Scientific classification
- Kingdom: Animalia
- Phylum: Arthropoda
- Class: Insecta
- Order: Lepidoptera
- Family: Gelechiidae
- Genus: Helcystogramma
- Species: H. phryganitis
- Binomial name: Helcystogramma phryganitis (Meyrick, 1911)
- Synonyms: Brachmia phryganitis Meyrick, 1911; Onebala phryganitis Meyrick, 1911;

= Helcystogramma phryganitis =

- Authority: (Meyrick, 1911)
- Synonyms: Brachmia phryganitis Meyrick, 1911, Onebala phryganitis Meyrick, 1911

Species of moth

Helcystogramma phryganitis is a moth in the family Gelechiidae. It was described by Edward Meyrick in 1911. It is found in Sri Lanka.

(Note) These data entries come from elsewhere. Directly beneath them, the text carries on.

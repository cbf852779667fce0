//! Monthly climate models

use serde::{Deserialize, Serialize};

use crate::types::{Month, Season};

/// Typical climate for one calendar month and the crops suited to it
#[derive(Debug, Clone, Serialize, Deserialize, PartialEq)]
#[serde(rename_all = "camelCase")]
pub struct ClimateRecord {
    pub month: Month,
    /// Mean temperature in °C
    pub temperature: f64,
    /// Mean rainfall in mm
    pub rainfall: f64,
    /// Mean relative humidity in percent
    pub humidity: f64,
    /// Ids of crops that can be planted this month
    pub suitable_crops: Vec<String>,
    pub season: Season,
}

impl ClimateRecord {
    /// Whether the given crop can be planted this month
    pub fn is_suitable_for(&self, crop_id: &str) -> bool {
        self.suitable_crops.iter().any(|c| c == crop_id)
    }
}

The wingspan is 16–18 mm. The forewings are ochreous whitish irregularly mixed with fuscous, suffusedly streaked with brown between the veins, these streaks in the disc and towards the base are marked with lines of black scales and there is a blackish dot towards the costa before the middle. The stigmata is black, with the discal connected by a black streak which is extended to the apex, thickest posteriorly, with the plical represented by an elongate mark. There is also a patch of blackish irroration (sprinkles) about the fold beyond the middle. The hindwings are pale grey.